Stored items
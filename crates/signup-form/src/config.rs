//! Submission configuration

use crate::error::ConfigError;
use serde::{Deserialize, Serialize};
use std::path::Path;
use std::time::Duration;

/// Submission controller configuration
#[derive(Debug, Clone, PartialEq, Eq, Serialize, Deserialize)]
#[serde(default)]
pub struct SubmissionConfig {
    /// Longest a save may take before it counts as failed; `None` waits forever
    pub save_timeout_ms: Option<u64>,
    /// Buffered phase events per subscriber
    pub event_capacity: usize,
    /// How long "Saved!" stays up before the form resets
    pub saved_display_ms: u64,
}

impl SubmissionConfig {
    /// Create default configuration
    #[inline]
    #[must_use]
    pub fn new() -> Self {
        Self::default()
    }

    /// With save timeout
    #[inline]
    #[must_use]
    pub fn with_save_timeout(mut self, timeout: Duration) -> Self {
        self.save_timeout_ms = Some(u64::try_from(timeout.as_millis()).unwrap_or(u64::MAX));
        self
    }

    /// Without save timeout
    #[inline]
    #[must_use]
    pub fn without_save_timeout(mut self) -> Self {
        self.save_timeout_ms = None;
        self
    }

    /// With event buffer size
    #[inline]
    #[must_use]
    pub fn with_event_capacity(mut self, capacity: usize) -> Self {
        self.event_capacity = capacity;
        self
    }

    /// With "Saved!" display interval; zero resets right after the event
    #[inline]
    #[must_use]
    pub fn with_saved_display(mut self, interval: Duration) -> Self {
        self.saved_display_ms = u64::try_from(interval.as_millis()).unwrap_or(u64::MAX);
        self
    }

    /// "Saved!" display interval as a duration
    #[inline]
    #[must_use]
    pub fn saved_display(&self) -> Duration {
        Duration::from_millis(self.saved_display_ms)
    }

    /// Save timeout as a duration
    #[inline]
    #[must_use]
    pub fn save_timeout(&self) -> Option<Duration> {
        self.save_timeout_ms.map(Duration::from_millis)
    }

    /// Check value ranges
    ///
    /// # Errors
    /// `ConfigError::InvalidValue` for a zero event capacity or zero timeout.
    pub fn validate(&self) -> Result<(), ConfigError> {
        if self.event_capacity == 0 {
            return Err(ConfigError::InvalidValue {
                key: "event_capacity",
                reason: "must be at least 1".to_string(),
            });
        }
        if self.save_timeout_ms == Some(0) {
            return Err(ConfigError::InvalidValue {
                key: "save_timeout_ms",
                reason: "must be positive; omit it to disable the timeout".to_string(),
            });
        }
        Ok(())
    }

    /// Parse and validate TOML text
    ///
    /// # Errors
    /// `ConfigError::Parse` for malformed TOML, `ConfigError::InvalidValue`
    /// for out-of-range values.
    pub fn from_toml_str(text: &str) -> Result<Self, ConfigError> {
        let config: Self = toml::from_str(text)?;
        config.validate()?;
        Ok(config)
    }

    /// Load and validate a TOML file
    ///
    /// # Errors
    /// `ConfigError::Io` if the file cannot be read, otherwise as
    /// [`SubmissionConfig::from_toml_str`].
    pub fn from_file(path: impl AsRef<Path>) -> Result<Self, ConfigError> {
        let path = path.as_ref();
        let text = std::fs::read_to_string(path).map_err(|source| ConfigError::Io {
            path: path.to_path_buf(),
            source,
        })?;
        Self::from_toml_str(&text)
    }
}

impl Default for SubmissionConfig {
    fn default() -> Self {
        Self {
            save_timeout_ms: Some(10_000),
            event_capacity: 16,
            saved_display_ms: 1_000,
        }
    }
}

__Task instructions__. Going line by line, set down the data above exactly as given.

__Exercise output__.
filename crates/signup-form/src/config.rs
//! Submission configuration

use crate::error::ConfigError;
use serde::{Deserialize, Serialize};
use std::path::Path;
use std::time::Duration;

/// Submission controller configuration
#[derive(Debug, Clone, PartialEq, Eq, Serialize, Deserialize)]
#[serde(default)]
pub struct SubmissionConfig {
    /// Longest a save may take before it counts as failed; `None` waits forever
    pub save_timeout_ms: Option<u64>,
    /// Buffered phase events per subscriber
    pub event_capacity: usize,
    /// How long "Saved!" stays up before the form resets
    pub saved_display_ms: u64,
}

impl SubmissionConfig {
    /// Create default configuration
    #[inline]
    #[must_use]
    pub fn new() -> Self {
        Self::default()
    }

    /// With save timeout
    #[inline]
    #[must_use]
    pub fn with_save_timeout(mut self, timeout: Duration) -> Self {
        self.save_timeout_ms = Some(u64::try_from(timeout.as_millis()).unwrap_or(u64::MAX));
        self
    }

    /// Without save timeout
    #[inline]
    #[must_use]
    pub fn without_save_timeout(mut self) -> Self {
        self.save_timeout_ms = None;
        self
    }

    /// With event buffer size
    #[inline]
    #[must_use]
    pub fn with_event_capacity(mut self, capacity: usize) -> Self {
        self.event_capacity = capacity;
        self
    }

    /// With "Saved!" display interval; zero resets right after the event
    #[inline]
    #[must_use]
    pub fn with_saved_display(mut self, interval: Duration) -> Self {
        self.saved_display_ms = u64::try_from(interval.as_millis()).unwrap_or(u64::MAX);
        self
    }

    /// "Saved!" display interval as a duration
    #[inline]
    #[must_use]
    pub fn saved_display(&self) -> Duration {
        Duration::from_millis(self.saved_display_ms)
    }

    /// Save timeout as a duration
    #[inline]
    #[must_use]
    pub fn save_timeout(&self) -> Option<Duration> {
        self.save_timeout_ms.map(Duration::from_millis)
    }

    /// Check value ranges
    ///
    /// # Errors
    /// `ConfigError::InvalidValue` for a zero event capacity or zero timeout.
    pub fn validate(&self) -> Result<(), ConfigError> {
        if self.event_capacity == 0 {
            return Err(ConfigError::InvalidValue {
                key: "event_capacity",
                reason: "must be at least 1".to_string(),
            });
        }
        if self.save_timeout_ms == Some(0) {
            return Err(ConfigError::InvalidValue {
                key: "save_timeout_ms",
                reason: "must be positive; omit it to disable the timeout".to_string(),
            });
        }
        Ok(())
    }

    /// Parse and validate TOML text
    ///
    /// # Errors
    /// `ConfigError::Parse` for malformed TOML, `ConfigError::InvalidValue`
    /// for out-of-range values.
    pub fn from_toml_str(text: &str) -> Result<Self, ConfigError> {
        let config: Self = toml::from_str(text)?;
        config.validate()?;
        Ok(config)
    }

    /// Load and validate a TOML file
    ///
    /// # Errors
    /// `ConfigError::Io` if the file cannot be read, otherwise as
    /// [`SubmissionConfig::from_toml_str`].
    pub fn from_file(path: impl AsRef<Path>) -> Result<Self, ConfigError> {
        let path = path.as_ref();
        let text = std::fs::read_to_string(path).map_err(|source| ConfigError::Io {
            path: path.to_path_buf(),
            source,
        })?;
        Self::from_toml_str(&text)
    }
}

impl Default for SubmissionConfig {
    fn default() -> Self {
        Self {
            save_timeout_ms: Some(10_000),
            event_capacity: 16,
            saved_display_ms: 1_000,
        }
    }
}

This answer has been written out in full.